+++ DATA SUPPLIED
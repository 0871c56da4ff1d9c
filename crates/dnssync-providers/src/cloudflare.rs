// # Cloudflare Adapter
//
// Cloudflare API v4, bearer token auth, one zone per configured server.
// Set the server `url` to `https://api.cloudflare.com/client/v4`.
//
// Record listings are paginated; every page is read before a snapshot is
// returned. Deletes look the record id up by (type, name, content) first.
//
// ## API Reference
//
// - Verify token: `GET /user/tokens/verify`
// - List: `GET /zones/:zone_id/dns_records?per_page=..&page=..`
// - Create: `POST /zones/:zone_id/dns_records`
// - Delete: `DELETE /zones/:zone_id/dns_records/:record_id`

use async_trait::async_trait;
use dnssync_core::config::ServerConfig;
use dnssync_core::credentials::{require, resolve_auth};
use dnssync_core::retry::into_connection_error;
use dnssync_core::traits::{AdapterContext, ServerAdapter, ServerAdapterFactory};
use dnssync_core::{AdapterRegistry, DnsRecord, Error, RecordSet, Result};
use serde::Deserialize;
use serde_json::json;
use std::sync::Arc;
use tracing::{debug, warn};

use crate::http::{HttpClient, accepted, form_encode};

/// Adapter type tag
pub const TYPE: &str = "cloudflare";

/// Records requested per listing page
const PAGE_SIZE: &str = "5000";

#[derive(Debug, Deserialize)]
struct ApiResponse<T> {
    #[serde(default)]
    success: bool,
    result: Option<T>,
    #[serde(default)]
    result_info: Option<ResultInfo>,
}

#[derive(Debug, Deserialize)]
struct ResultInfo {
    #[serde(default = "one")]
    total_pages: u32,
}

fn one() -> u32 {
    1
}

#[derive(Debug, Deserialize)]
struct CloudflareRecord {
    id: String,
    #[serde(rename = "type")]
    record_type: String,
    name: String,
    content: String,
}

/// Cloudflare zone adapter
pub struct CloudflareAdapter {
    name: String,
    api_token: String,
    zone_id: String,
    http: HttpClient,
}

// Custom Debug implementation that hides the API token
impl std::fmt::Debug for CloudflareAdapter {
    fn fmt(&self, f: &mut std::fmt::Formatter<'_>) -> std::fmt::Result {
        f.debug_struct("CloudflareAdapter")
            .field("name", &self.name)
            .field("api_token", &"<REDACTED>")
            .field("zone_id", &self.zone_id)
            .finish()
    }
}

impl CloudflareAdapter {
    /// Create an adapter
    ///
    /// # Parameters
    ///
    /// - `config`: Server configuration; `url` is the API base
    /// - `api_token`: Token with Zone:DNS:Edit permission
    /// - `zone_id`: Zone to manage
    pub fn new(
        config: &ServerConfig,
        api_token: impl Into<String>,
        zone_id: impl Into<String>,
    ) -> Result<Self> {
        Ok(Self {
            name: config.name.clone(),
            api_token: api_token.into(),
            zone_id: zone_id.into(),
            http: HttpClient::new(config, TYPE, None)?,
        })
    }

    fn records_url(&self, query: &[(&str, &str)]) -> String {
        let base = self
            .http
            .url(&format!("/zones/{}/dns_records", self.zone_id));
        if query.is_empty() {
            base
        } else {
            format!("{}?{}", base, form_encode(query))
        }
    }

    /// Id of the first record matching (type, name, content)
    async fn find_record_id(&self, record: &DnsRecord) -> Result<Option<String>> {
        let url = self.records_url(&[
            ("type", record.record_type.as_str()),
            ("name", record.domain.as_str()),
            ("content", record.value.as_str()),
        ]);
        let response = self
            .http
            .execute("find record", |c| c.get(&url).bearer_auth(&self.api_token))
            .await?;
        if !response.status().is_success() {
            return Ok(None);
        }
        let page: ApiResponse<Vec<CloudflareRecord>> =
            self.http.json("find record", response).await?;
        if !page.success {
            return Ok(None);
        }
        Ok(page
            .result
            .and_then(|records| records.into_iter().next())
            .map(|r| r.id))
    }

    /// Whether a write response reports success
    async fn write_succeeded(&self, what: &str, response: reqwest::Response) -> bool {
        let status = response.status();
        if !accepted(status, &[200]) {
            warn!("Cloudflare {} on {} failed (HTTP {})", what, self.name, status);
            return false;
        }
        match self
            .http
            .json::<ApiResponse<serde_json::Value>>(what, response)
            .await
        {
            Ok(body) => body.success,
            Err(e) => {
                warn!("Cloudflare {} on {}: {}", what, self.name, e);
                false
            }
        }
    }
}

#[async_trait]
impl ServerAdapter for CloudflareAdapter {
    async fn connect(&mut self) -> Result<()> {
        let url = self.http.url("/user/tokens/verify");
        let verify: ApiResponse<serde_json::Value> = self
            .http
            .fetch_json("verify token", |c| c.get(&url).bearer_auth(&self.api_token))
            .await
            .map_err(|e| into_connection_error(&self.name, e))?;
        if !verify.success {
            return Err(Error::auth(format!("{}: API token not active", self.name)));
        }
        debug!("Cloudflare token verified for {}", self.name);
        Ok(())
    }

    async fn get_records(&self) -> Result<RecordSet> {
        let mut records = RecordSet::new();
        let mut page = 1u32;

        loop {
            let page_str = page.to_string();
            let url = self.records_url(&[("per_page", PAGE_SIZE), ("page", page_str.as_str())]);
            let body: ApiResponse<Vec<CloudflareRecord>> = self
                .http
                .fetch_json("list records", |c| c.get(&url).bearer_auth(&self.api_token))
                .await?;

            if !body.success {
                return Err(Error::provider(
                    TYPE,
                    format!("{}: listing page {} unsuccessful", self.name, page),
                ));
            }

            for record in body.result.unwrap_or_default() {
                match record.record_type.as_str() {
                    "A" => {
                        records.insert(&DnsRecord::a(&record.content, &record.name));
                    }
                    "CNAME" => {
                        records.insert(&DnsRecord::cname(&record.name, &record.content));
                    }
                    _ => {}
                }
            }

            let total_pages = body.result_info.map(|i| i.total_pages).unwrap_or(1);
            if page >= total_pages {
                break;
            }
            page += 1;
        }

        Ok(records)
    }

    async fn add_record(&self, record: &DnsRecord) -> Result<bool> {
        let url = self.records_url(&[]);
        let payload = json!({
            "type": record.record_type.as_str(),
            "name": record.domain,
            "content": record.value,
            "ttl": record.ttl.unwrap_or(1),
            "proxied": false,
        });
        let response = self
            .http
            .execute("create record", |c| {
                c.post(&url).bearer_auth(&self.api_token).json(&payload)
            })
            .await?;
        Ok(self.write_succeeded("create record", response).await)
    }

    async fn delete_record(&self, record: &DnsRecord) -> Result<bool> {
        let Some(id) = self.find_record_id(record).await? else {
            debug!("Cloudflare record {} not found on {}", record, self.name);
            return Ok(false);
        };
        let url = self
            .http
            .url(&format!("/zones/{}/dns_records/{}", self.zone_id, id));
        let response = self
            .http
            .execute("delete record", |c| {
                c.delete(&url).bearer_auth(&self.api_token)
            })
            .await?;
        Ok(self.write_succeeded("delete record", response).await)
    }

    fn server_name(&self) -> &str {
        &self.name
    }

    fn adapter_type(&self) -> &'static str {
        TYPE
    }
}

/// Factory for Cloudflare adapters
pub struct CloudflareFactory;

#[async_trait]
impl ServerAdapterFactory for CloudflareFactory {
    async fn create(
        &self,
        config: &ServerConfig,
        ctx: &AdapterContext,
    ) -> Result<Box<dyn ServerAdapter>> {
        let auth = resolve_auth(config, ctx.credentials.as_ref()).await?;
        let api_token = require(&auth, config, "api_token")?;
        let zone_id = require(&auth, config, "zone_id")?;
        Ok(Box::new(CloudflareAdapter::new(config, api_token, zone_id)?))
    }
}

/// Register the Cloudflare adapter with a registry
pub fn register(registry: &AdapterRegistry) {
    registry.register_adapter(TYPE, Arc::new(CloudflareFactory));
}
++++++
§ WHAT TO DO
Every record above must appear again in the answer, unchanged.

§ RESULT FOR THIS TASK
repository 0871c56da4ff1d9c
filename crates/dnssync-providers/src/cloudflare.rs
// # Cloudflare Adapter
//
// Cloudflare API v4, bearer token auth, one zone per configured server.
// Set the server `url` to `https://api.cloudflare.com/client/v4`.
//
// Record listings are paginated; every page is read before a snapshot is
// returned. Deletes look the record id up by (type, name, content) first.
//
// ## API Reference
//
// - Verify token: `GET /user/tokens/verify`
// - List: `GET /zones/:zone_id/dns_records?per_page=..&page=..`
// - Create: `POST /zones/:zone_id/dns_records`
// - Delete: `DELETE /zones/:zone_id/dns_records/:record_id`

use async_trait::async_trait;
use dnssync_core::config::ServerConfig;
use dnssync_core::credentials::{require, resolve_auth};
use dnssync_core::retry::into_connection_error;
use dnssync_core::traits::{AdapterContext, ServerAdapter, ServerAdapterFactory};
use dnssync_core::{AdapterRegistry, DnsRecord, Error, RecordSet, Result};
use serde::Deserialize;
use serde_json::json;
use std::sync::Arc;
use tracing::{debug, warn};

use crate::http::{HttpClient, accepted, form_encode};

/// Adapter type tag
pub const TYPE: &str = "cloudflare";

/// Records requested per listing page
const PAGE_SIZE: &str = "5000";

#[derive(Debug, Deserialize)]
struct ApiResponse<T> {
    #[serde(default)]
    success: bool,
    result: Option<T>,
    #[serde(default)]
    result_info: Option<ResultInfo>,
}

#[derive(Debug, Deserialize)]
struct ResultInfo {
    #[serde(default = "one")]
    total_pages: u32,
}

fn one() -> u32 {
    1
}

#[derive(Debug, Deserialize)]
struct CloudflareRecord {
    id: String,
    #[serde(rename = "type")]
    record_type: String,
    name: String,
    content: String,
}

/// Cloudflare zone adapter
pub struct CloudflareAdapter {
    name: String,
    api_token: String,
    zone_id: String,
    http: HttpClient,
}

// Custom Debug implementation that hides the API token
impl std::fmt::Debug for CloudflareAdapter {
    fn fmt(&self, f: &mut std::fmt::Formatter<'_>) -> std::fmt::Result {
        f.debug_struct("CloudflareAdapter")
            .field("name", &self.name)
            .field("api_token", &"<REDACTED>")
            .field("zone_id", &self.zone_id)
            .finish()
    }
}

impl CloudflareAdapter {
    /// Create an adapter
    ///
    /// # Parameters
    ///
    /// - `config`: Server configuration; `url` is the API base
    /// - `api_token`: Token with Zone:DNS:Edit permission
    /// - `zone_id`: Zone to manage
    pub fn new(
        config: &ServerConfig,
        api_token: impl Into<String>,
        zone_id: impl Into<String>,
    ) -> Result<Self> {
        Ok(Self {
            name: config.name.clone(),
            api_token: api_token.into(),
            zone_id: zone_id.into(),
            http: HttpClient::new(config, TYPE, None)?,
        })
    }

    fn records_url(&self, query: &[(&str, &str)]) -> String {
        let base = self
            .http
            .url(&format!("/zones/{}/dns_records", self.zone_id));
        if query.is_empty() {
            base
        } else {
            format!("{}?{}", base, form_encode(query))
        }
    }

    /// Id of the first record matching (type, name, content)
    async fn find_record_id(&self, record: &DnsRecord) -> Result<Option<String>> {
        let url = self.records_url(&[
            ("type", record.record_type.as_str()),
            ("name", record.domain.as_str()),
            ("content", record.value.as_str()),
        ]);
        let response = self
            .http
            .execute("find record", |c| c.get(&url).bearer_auth(&self.api_token))
            .await?;
        if !response.status().is_success() {
            return Ok(None);
        }
        let page: ApiResponse<Vec<CloudflareRecord>> =
            self.http.json("find record", response).await?;
        if !page.success {
            return Ok(None);
        }
        Ok(page
            .result
            .and_then(|records| records.into_iter().next())
            .map(|r| r.id))
    }

    /// Whether a write response reports success
    async fn write_succeeded(&self, what: &str, response: reqwest::Response) -> bool {
        let status = response.status();
        if !accepted(status, &[200]) {
            warn!("Cloudflare {} on {} failed (HTTP {})", what, self.name, status);
            return false;
        }
        match self
            .http
            .json::<ApiResponse<serde_json::Value>>(what, response)
            .await
        {
            Ok(body) => body.success,
            Err(e) => {
                warn!("Cloudflare {} on {}: {}", what, self.name, e);
                false
            }
        }
    }
}

#[async_trait]
impl ServerAdapter for CloudflareAdapter {
    async fn connect(&mut self) -> Result<()> {
        let url = self.http.url("/user/tokens/verify");
        let verify: ApiResponse<serde_json::Value> = self
            .http
            .fetch_json("verify token", |c| c.get(&url).bearer_auth(&self.api_token))
            .await
            .map_err(|e| into_connection_error(&self.name, e))?;
        if !verify.success {
            return Err(Error::auth(format!("{}: API token not active", self.name)));
        }
        debug!("Cloudflare token verified for {}", self.name);
        Ok(())
    }

    async fn get_records(&self) -> Result<RecordSet> {
        let mut records = RecordSet::new();
        let mut page = 1u32;

        loop {
            let page_str = page.to_string();
            let url = self.records_url(&[("per_page", PAGE_SIZE), ("page", page_str.as_str())]);
            let body: ApiResponse<Vec<CloudflareRecord>> = self
                .http
                .fetch_json("list records", |c| c.get(&url).bearer_auth(&self.api_token))
                .await?;

            if !body.success {
                return Err(Error::provider(
                    TYPE,
                    format!("{}: listing page {} unsuccessful", self.name, page),
                ));
            }

            for record in body.result.unwrap_or_default() {
                match record.record_type.as_str() {
                    "A" => {
                        records.insert(&DnsRecord::a(&record.content, &record.name));
                    }
                    "CNAME" => {
                        records.insert(&DnsRecord::cname(&record.name, &record.content));
                    }
                    _ => {}
                }
            }

            let total_pages = body.result_info.map(|i| i.total_pages).unwrap_or(1);
            if page >= total_pages {
                break;
            }
            page += 1;
        }

        Ok(records)
    }

    async fn add_record(&self, record: &DnsRecord) -> Result<bool> {
        let url = self.records_url(&[]);
        let payload = json!({
            "type": record.record_type.as_str(),
            "name": record.domain,
            "content": record.value,
            "ttl": record.ttl.unwrap_or(1),
            "proxied": false,
        });
        let response = self
            .http
            .execute("create record", |c| {
                c.post(&url).bearer_auth(&self.api_token).json(&payload)
            })
            .await?;
        Ok(self.write_succeeded("create record", response).await)
    }

    async fn delete_record(&self, record: &DnsRecord) -> Result<bool> {
        let Some(id) = self.find_record_id(record).await? else {
            debug!("Cloudflare record {} not found on {}", record, self.name);
            return Ok(false);
        };
        let url = self
            .http
            .url(&format!("/zones/{}/dns_records/{}", self.zone_id, id));
        let response = self
            .http
            .execute("delete record", |c| {
                c.delete(&url).bearer_auth(&self.api_token)
            })
            .await?;
        Ok(self.write_succeeded("delete record", response).await)
    }

    fn server_name(&self) -> &str {
        &self.name
    }

    fn adapter_type(&self) -> &'static str {
        TYPE
    }
}

/// Factory for Cloudflare adapters
pub struct CloudflareFactory;

#[async_trait]
impl ServerAdapterFactory for CloudflareFactory {
    async fn create(
        &self,
        config: &ServerConfig,
        ctx: &AdapterContext,
    ) -> Result<Box<dyn ServerAdapter>> {
        let auth = resolve_auth(config, ctx.credentials.as_ref()).await?;
        let api_token = require(&auth, config, "api_token")?;
        let zone_id = require(&auth, config, "zone_id")?;
        Ok(Box::new(CloudflareAdapter::new(config, api_token, zone_id)?))
    }
}

/// Register the Cloudflare adapter with a registry
pub fn register(registry: &AdapterRegistry) {
    registry.register_adapter(TYPE, Arc::new(CloudflareFactory));
}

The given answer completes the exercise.